Technical Abstract: Beta-carotene, a quencher of excited species such as singlet oxygen and free radicals, has been reported to protect against cutaneous photodamage, including sunburn acutely and photocarcinogenesis chronically. The present double blind placebo-controlled study examines the effect of beta-carotene supplementation on the human sunburn response and specifically on the induction of sunburn cells at the time of peak reaction intensity (24 hr) after a single solar-simulated light exposure 3 times the individually determined minimal erythema dose (MED).
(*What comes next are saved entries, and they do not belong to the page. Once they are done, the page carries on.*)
#[cfg(test)]
mod tests {
    use super::*;
    use crate::services::archive::tests::build_zip;
    use crate::services::storage::LocalStorage;
    use crate::test_support::{brightness_model, png_bytes};
    use axum::body::{to_bytes, Body};
    use axum::http::Request;
    use tempfile::TempDir;
    use tower::ServiceExt;

    const BOUNDARY: &str = "unet-test-boundary";

    enum Part<'a> {
        File(&'a str, &'a str, &'a [u8]),
        Text(&'a str, &'a str),
    }

    fn multipart_body(parts: &[Part]) -> Vec<u8> {
        let mut body = Vec::new();
        for part in parts {
            body.extend_from_slice(format!("--{}\r\n", BOUNDARY).as_bytes());
            match part {
                Part::File(field, filename, bytes) => {
                    body.extend_from_slice(
                        format!(
                            "Content-Disposition: form-data; name=\"{}\"; filename=\"{}\"\r\n\
                             Content-Type: application/octet-stream\r\n\r\n",
                            field, filename
                        )
                        .as_bytes(),
                    );
                    body.extend_from_slice(bytes);
                }
                Part::Text(field, value) => {
                    body.extend_from_slice(
                        format!("Content-Disposition: form-data; name=\"{}\"\r\n\r\n", field)
                            .as_bytes(),
                    );
                    body.extend_from_slice(value.as_bytes());
                }
            }
            body.extend_from_slice(b"\r\n");
        }
        body.extend_from_slice(format!("--{}--\r\n", BOUNDARY).as_bytes());
        body
    }

    fn app() -> (TempDir, Router) {
        let media = tempfile::tempdir().unwrap();
        let config = Arc::new(Config::with_media_root(media.path()));
        let storage: Arc<dyn Storage> = Arc::new(LocalStorage::new(media.path(), "/media/"));
        let state = AppState::new(config, storage, brightness_model());
        (media, router(state))
    }

    async fn post(app: Router, path: &str, parts: &[Part<'_>]) -> (StatusCode, serde_json::Value) {
        let request = Request::builder()
            .method("POST")
            .uri(path)
            .header(header::HOST, "testserver")
            .header(
                header::CONTENT_TYPE,
                format!("multipart/form-data; boundary={}", BOUNDARY),
            )
            .body(Body::from(multipart_body(parts)))
            .unwrap();

        let response = app.oneshot(request).await.unwrap();
        let status = response.status();
        let bytes = to_bytes(response.into_body(), usize::MAX).await.unwrap();
        (status, serde_json::from_slice(&bytes).unwrap())
    }

    #[tokio::test]
    async fn test_predict_single_image() {
        let (_media, app) = app();
        let png = png_bytes(24, 12);
        let (status, body) = post(
            app,
            PREDICT_PATH,
            &[
                Part::File("image", "cat.jpg", &png),
                Part::Text("scaleFactor", "0.5"),
            ],
        )
        .await;

        assert_eq!(status, StatusCode::OK);
        let url = body["result_url"].as_str().unwrap();
        assert!(url.starts_with("http://testserver/media/temp/predict_cat_"));
        assert!(url.ends_with("_result.png"));
        assert!(body["message"].is_string());
    }

    #[tokio::test]
    async fn test_predict_batch_counts() {
        let (_media, app) = app();
        let png = png_bytes(8, 8);
        let archive = build_zip(&[
            ("a.png", png.as_slice()),
            ("b.txt", b"notes"),
            ("c.jpg", b"\xFF\xD8\xFF corrupt"),
        ]);

        let (status, body) = post(app, PREDICT_PATH, &[Part::File("file", "batch.zip", &archive)]).await;

        assert_eq!(status, StatusCode::OK);
        assert_eq!(body["success_count"], 1);
        assert_eq!(body["failure_count"], 1);
        assert_eq!(body["result_urls"].as_array().unwrap().len(), 1);
    }

    #[tokio::test]
    async fn test_predict_error_statuses() {
        let (_media, app) = app();

        let (status, body) = post(app.clone(), PREDICT_PATH, &[Part::Text("threshold", "0.5")]).await;
        assert_eq!(status, StatusCode::BAD_REQUEST);
        assert!(body["error"].is_string());

        let (status, _) = post(
            app.clone(),
            PREDICT_PATH,
            &[Part::Text("dataset_path", "datasets/missing.png")],
        )
        .await;
        assert_eq!(status, StatusCode::NOT_FOUND);

        let png = png_bytes(4, 4);
        let (status, _) = post(
            app.clone(),
            PREDICT_PATH,
            &[Part::File("image", "a.png", &png), Part::Text("threshold", "2.0")],
        )
        .await;
        assert_eq!(status, StatusCode::BAD_REQUEST);

        let (status, _) = post(app, PREDICT_PATH, &[Part::File("image", "a.png", b"junk")]).await;
        assert_eq!(status, StatusCode::UNPROCESSABLE_ENTITY);
    }

    #[tokio::test]
    async fn test_dataset_upload_then_predict() {
        let (_media, app) = app();
        let png = png_bytes(10, 10);

        let (status, body) = post(
            app.clone(),
            DATASET_UPLOAD_PATH,
            &[Part::File("file", "Lung Scan.PNG", &png)],
        )
        .await;
        assert_eq!(status, StatusCode::OK);
        let data = body["data"].as_str().unwrap().to_string();
        assert!(data.starts_with("datasets/"));
        assert!(data.ends_with("_Lung_Scan.png"));
        assert!(body["url"].as_str().unwrap().starts_with("http://testserver/media/datasets/"));

        let (status, body) = post(app, PREDICT_PATH, &[Part::Text("datasetPath", &data)]).await;
        assert_eq!(status, StatusCode::OK);
        assert!(body["result_url"].as_str().unwrap().contains("predict_"));
    }

    #[tokio::test]
    async fn test_health_reports_model_state() {
        let (_media, app) = app();
        let response = app
            .oneshot(Request::builder().uri("/health").body(Body::empty()).unwrap())
            .await
            .unwrap();
        assert_eq!(response.status(), StatusCode::OK);
        let bytes = to_bytes(response.into_body(), usize::MAX).await.unwrap();
        let body: serde_json::Value = serde_json::from_slice(&bytes).unwrap();
        assert_eq!(body["status"], "healthy");
        assert_eq!(body["model_loaded"], true);
    }

    #[test]
    fn test_origin_prefers_public_base_url() {
        let mut config = Config::with_media_root("media");
        let mut headers = HeaderMap::new();
        headers.insert(header::HOST, "internal:8000".parse().unwrap());
        headers.insert("x-forwarded-proto", "https".parse().unwrap());

        let origin = request_origin(&config, &headers).unwrap();
        assert_eq!(origin.absolute("/media/x.png").unwrap(), "https://internal:8000/media/x.png");

        config.server.public_base_url = Some("https://seg.example.org".to_string());
        let origin = request_origin(&config, &headers).unwrap();
        assert_eq!(origin.absolute("/media/x.png").unwrap(), "https://seg.example.org/media/x.png");
    }
}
Administered orally either as a single 120 mg dose to dietarily restricted subjects or for 23 days as a daily 90 mg supplement to subjects on self-selected diets, beta-carotene increased plasma and skin levels of beta-carotene compared to both pretreatment levels and placebo-treated controls, but provided no clinically or histologically detectable protection against a 3 MED sunburn reaction. Thus, these data suggest that oral beta-carotene supplementation is unlikely to modify the severity of cutaneous photodamage in normal individuals to a clinically meaningful degree.